Ingress-Nginx "IngressNightmare" RCE (CVE-2025-1974)
Description
Ingress-Nginx versions prior to the patched releases contain a critical remote code execution vulnerability (CVE-2025-1974), dubbed "IngressNightmare." The vulnerability stems from insufficient validation of Ingress annotation values, allowing attackers to inject malicious NGINX configuration directives. Successful exploitation enables arbitrary command execution within the Ingress-Nginx controller pod and unauthorized access to all Kubernetes secrets within the controller's service account scope.
Remediation
Take the following steps immediately to remediate this vulnerability:
1. Upgrade Ingress-Nginx Controller
Update to a patched version as soon as possible. Refer to the official Kubernetes security advisory and Ingress-Nginx release notes for the specific version that addresses CVE-2025-1974.

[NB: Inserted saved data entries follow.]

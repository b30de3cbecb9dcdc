//! Power-on reset sequencer.
//!
//! A 12-bit down-counter clocked by the gated domain. While the counter is
//! non-zero the domain's reset is asserted; once it reaches zero the reset is
//! released and stays released. The counter's own reset comes from an
//! [`AsyncResetSynchronizer`], so an external reset request re-arms it
//! immediately but counting only resumes on a clean edge.

use serde::{Deserialize, Serialize};

use crate::error::Result;
use crate::synchronizer::AsyncResetSynchronizer;

/// Width of the settle counter.
pub const POR_COUNTER_BITS: u32 = 12;

/// Cycles the domain is held after the synchronizer releases.
pub const POR_SETTLE_CYCLES: u16 = (1 << POR_COUNTER_BITS) - 1;

/// Sequencer state as seen by the gated domain.
#[derive(Debug, Clone, Copy, PartialEq, Eq, Serialize, Deserialize)]
#[serde(rename_all = "kebab-case")]
pub enum PorState {
    /// Reset asserted; `n` cycles remain.
    Counting(u16),
    /// Reset released for the rest of this power cycle.
    Released,
}

/// Snapshot of the counter and the reset it drives.
#[derive(Debug, Clone, Copy, PartialEq, Eq, Serialize, Deserialize)]
pub struct ResetSequencerState {
    pub counter: u16,
    pub asserted: bool,
}

/// Cycle-accurate model of one gated domain's power-on reset.
#[derive(Debug, Clone, PartialEq, Eq)]
pub struct PowerOnResetSequencer {
    synchronizer: AsyncResetSynchronizer,
    counter: u16,
}

impl PowerOnResetSequencer {
    /// The sequencer at power-up: synchronizer asserted, counter full.
    pub fn power_up(sync_stages: usize) -> Result<Self> {
        Ok(Self {
            synchronizer: AsyncResetSynchronizer::new(sync_stages)?,
            counter: POR_SETTLE_CYCLES,
        })
    }

    /// An external asynchronous reset request (board button, supervisor).
    /// The domain reset asserts at once and the counter re-arms.
    pub fn request_reset(&mut self) {
        self.synchronizer.assert_now();
        self.counter = POR_SETTLE_CYCLES;
    }

    /// One edge of the gated domain's clock; `request` is the level of the
    /// external reset request at that edge.
    pub fn tick(&mut self, request: bool) {
        if self.synchronizer.output() {
            self.counter = POR_SETTLE_CYCLES;
        } else if self.counter != 0 {
            self.counter -= 1;
        }
        self.synchronizer.tick(request);
    }

    /// Whether the gated domain is currently held in reset.
    pub fn asserted(&self) -> bool {
        self.synchronizer.output() || self.counter != 0
    }

    /// Whether the external request has been synchronized out.
    pub fn synchronized(&self) -> bool {
        !self.synchronizer.output()
    }

    pub fn state(&self) -> PorState {
        if self.asserted() {
            PorState::Counting(self.counter)
        } else {
            PorState::Released
        }
    }

    pub fn snapshot(&self) -> ResetSequencerState {
        ResetSequencerState {
            counter: self.counter,
            asserted: self.asserted(),
        }
    }

    pub fn sync_stages(&self) -> usize {
        self.synchronizer.depth()
    }

    /// Total edges from power-up (or a request) to release with no further requests.
    pub fn cycles_to_release(sync_stages: usize) -> u64 {
        sync_stages as u64 + u64::from(POR_SETTLE_CYCLES)
    }
}

#[cfg(test)]
mod tests {
    use super::*;

    fn synchronize(seq: &mut PowerOnResetSequencer) -> usize {
        let mut edges = 0;
        while !seq.synchronized() {
            seq.tick(false);
            edges += 1;
        }
        edges
    }

    #[test]
    fn initial_state() {
        let seq = PowerOnResetSequencer::power_up(2).unwrap();
        assert_eq!(seq.state(), PorState::Counting(4095));
        assert!(seq.asserted());
        assert_eq!(POR_SETTLE_CYCLES, 4095);
    }

    #[test]
    fn holds_exactly_4095_cycles_after_synchronization() {
        let mut seq = PowerOnResetSequencer::power_up(2).unwrap();
        assert_eq!(synchronize(&mut seq), 2);
        assert_eq!(seq.state(), PorState::Counting(4095));

        let mut held = 0;
        while seq.asserted() {
            seq.tick(false);
            held += 1;
        }
        assert_eq!(held, 4095);
        assert_eq!(seq.state(), PorState::Released);
    }

    #[test]
    fn never_reasserts_without_request() {
        let mut seq = PowerOnResetSequencer::power_up(2).unwrap();
        for _ in 0..PowerOnResetSequencer::cycles_to_release(2) {
            seq.tick(false);
        }
        assert_eq!(seq.state(), PorState::Released);
        for _ in 0..10_000 {
            seq.tick(false);
            assert!(!seq.asserted());
        }
        assert_eq!(seq.snapshot(), ResetSequencerState { counter: 0, asserted: false });
    }

    #[test]
    fn counter_decrements_one_per_edge() {
        let mut seq = PowerOnResetSequencer::power_up(2).unwrap();
        synchronize(&mut seq);
        seq.tick(false);
        seq.tick(false);
        assert_eq!(seq.state(), PorState::Counting(4093));
    }

    #[test]
    fn request_rearms_immediately() {
        let mut seq = PowerOnResetSequencer::power_up(2).unwrap();
        for _ in 0..PowerOnResetSequencer::cycles_to_release(2) {
            seq.tick(false);
        }
        assert!(!seq.asserted());

        seq.request_reset();
        assert!(seq.asserted());
        assert_eq!(seq.state(), PorState::Counting(4095));

        assert_eq!(synchronize(&mut seq), 2);
        let mut held = 0;
        while seq.asserted() {
            seq.tick(false);
            held += 1;
        }
        assert_eq!(held, 4095);
    }

    #[test]
    fn held_request_freezes_counter() {
        let mut seq = PowerOnResetSequencer::power_up(3).unwrap();
        for _ in 0..100 {
            seq.tick(true);
        }
        assert_eq!(seq.state(), PorState::Counting(4095));
        assert_eq!(synchronize(&mut seq), 3);
    }

    #[test]
    fn deeper_synchronizer_delays_release() {
        let mut seq = PowerOnResetSequencer::power_up(4).unwrap();
        let total = PowerOnResetSequencer::cycles_to_release(4);
        for _ in 0..total - 1 {
            seq.tick(false);
        }
        assert!(seq.asserted());
        seq.tick(false);
        assert!(!seq.asserted());
    }
}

2. Enable Admission Controller Validation
Ensure the Ingress-Nginx admission controller is enabled and properly configured to validate annotations before they are applied.
3. Review Existing Ingress Resources
Audit all existing Ingress objects for suspicious or unusual annotations that may indicate prior exploitation:
kubectl get ingress --all-namespaces -o yaml | grep -A 5 'annotations:'
4. Implement RBAC Restrictions
Limit who can create or modify Ingress resources using Kubernetes Role-Based Access Control (RBAC):
apiVersion: rbac.authorization.k8s.io/v1 kind: Role metadata: name: ingress-restricted rules: - apiGroups: ["networking.k8s.io"] resources: ["ingresses"] verbs: ["get", "list"] # Remove "create", "update", "patch"
5. Monitor for Indicators of Compromise
Review controller logs for unusual configuration changes or unexpected process execution within the Ingress-Nginx pods.